Linus Bacon Comins ( born November 29, 1817 in Charlton, Worcester County, Massachusetts, † October 14, 1892 in Boston, Massachusetts ) was an American politician. Between 1855 and 1859 he represented the state of Massachusetts in the U.S. House of Representatives.

Career

Comins Linus attended the public schools in Brookfield, followed by the Worcester County Manual Training High School. Subsequently, he worked in Roxbury in the craft. In the years 1846-1848 he was sitting in the local council; In 1854, he was there also mayor. Politically he was first a member of the American Party. Later he moved to the Republican Party.
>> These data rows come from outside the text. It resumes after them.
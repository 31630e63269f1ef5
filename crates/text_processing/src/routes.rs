//! Route name to path tables
//!
//! English routes are always available; the active language's table is
//! layered on top and wins on key collision.

use std::collections::HashMap;

use voice_intent_core::Language;

const ENGLISH_ROUTES: &[(&str, &str)] = &[
    ("home", "/"),
    ("homepage", "/"),
    ("cart", "/cart"),
    ("shopping cart", "/cart"),
    ("wishlist", "/wishlist"),
    ("products", "/products"),
    ("shop", "/products"),
    ("orders", "/orders"),
    ("profile", "/profile"),
    ("account", "/profile"),
    ("dashboard", "/dashboard"),
    ("login", "/login"),
    ("sign in", "/login"),
    ("register", "/register"),
    ("sign up", "/register"),
    ("checkout", "/checkout"),
    ("contact", "/contact"),
    ("about", "/about"),
    ("support", "/support"),
    ("settings", "/settings"),
];

const BENGALI_ROUTES: &[(&str, &str)] = &[
    ("হোম", "/"),
    ("কার্ট", "/cart"),
    ("উইশলিস্ট", "/wishlist"),
    ("পছন্দের তালিকা", "/wishlist"),
    ("পণ্য", "/products"),
    ("প্রোডাক্ট", "/products"),
    ("অর্ডার", "/orders"),
    ("প্রোফাইল", "/profile"),
    ("ড্যাশবোর্ড", "/dashboard"),
    ("লগইন", "/login"),
    ("রেজিস্টার", "/register"),
    ("চেকআউট", "/checkout"),
    ("যোগাযোগ", "/contact"),
    ("সাপোর্ট", "/support"),
    ("সেটিংস", "/settings"),
];

// Case endings a spoken Bengali target may carry ("কার্টে", "হোমে")
const BENGALI_LOCATIVE_SUFFIXES: &[&str] = &["তে", "য়", "ে"];

#[derive(Debug, Clone)]
pub struct RouteTable {
    tables: HashMap<Language, HashMap<String, String>>,
}

impl RouteTable {
    /// The storefront's built-in routes
    pub fn builtin() -> Self {
        let mut table = Self {
            tables: HashMap::new(),
        };
        table.extend(Language::English, ENGLISH_ROUTES.iter().copied());
        table.extend(Language::Bengali, BENGALI_ROUTES.iter().copied());
        table
    }

    /// Add or replace routes for one language
    pub fn extend<I, K, V>(&mut self, language: Language, routes: I)
    where
        I: IntoIterator<Item = (K, V)>,
        K: AsRef<str>,
        V: Into<String>,
    {
        let table = self.tables.entry(language).or_default();
        for (name, path) in routes {
            table.insert(name.as_ref().trim().to_lowercase(), path.into());
        }
    }

    pub fn with_routes<I, K, V>(mut self, language: Language, routes: I) -> Self
    where
        I: IntoIterator<Item = (K, V)>,
        K: AsRef<str>,
        V: Into<String>,
    {
        self.extend(language, routes);
        self
    }

    /// Path for `target`, looked up in the active language first, then English
    ///
    /// `active` is `None` when the stored preference names a language with
    /// no route table; only English routes apply then.
    pub fn resolve(&self, target: &str, active: Option<Language>) -> Option<&str> {
        let key = target.trim().to_lowercase();
        if key.is_empty() {
            return None;
        }

        let layers = self.layers(active);
        if let Some(path) = layers.iter().find_map(|table| table.get(&key)) {
            return Some(path.as_str());
        }

        if active == Some(Language::Bengali) {
            return BENGALI_LOCATIVE_SUFFIXES
                .iter()
                .filter_map(|suffix| key.strip_suffix(suffix))
                .filter(|stem| !stem.is_empty())
                .find_map(|stem| layers.iter().find_map(|table| table.get(stem)))
                .map(String::as_str);
        }

        None
    }

    /// Merged name → path view for the active language, sorted by name
    pub fn routes_for(&self, active: Option<Language>) -> Vec<(&str, &str)> {
        let mut merged: HashMap<&str, &str> = HashMap::new();
        for table in self.layers(active).into_iter().rev() {
            for (name, path) in table {
                merged.insert(name, path);
            }
        }
        let mut routes: Vec<(&str, &str)> = merged.into_iter().collect();
        routes.sort_unstable();
        routes
    }

    fn layers(&self, active: Option<Language>) -> Vec<&HashMap<String, String>> {
        let mut layers = Vec::with_capacity(2);
        if let Some(language) = active.filter(|l| *l != Language::English) {
            if let Some(table) = self.tables.get(&language) {
                layers.push(table);
            }
        }
        if let Some(table) = self.tables.get(&Language::English) {
            layers.push(table);
        }
        layers
    }
}

impl Default for RouteTable {
    fn default() -> Self {
        Self::builtin()
    }
}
In the congressional elections of 1854 Comins was in the fourth electoral district of Massachusetts for the American Party in the U.S. House of Representatives in Washington DC chosen, where he became the successor of Samuel H. Walley on March 4, 1855. After a re-election as a Republican candidate, he could pass in Congress until March 3, 1859 two legislative sessions. These were shaped by the events leading up to the Civil War.

After the end of his time in the U.S. House of Representatives Comins again worked in the craft. In 1860 he was a delegate to the Republican National Convention, was nominated on the Abraham Lincoln as a presidential candidate. He died on 14 October 1892 in Jamaica Plain, a suburb of Boston.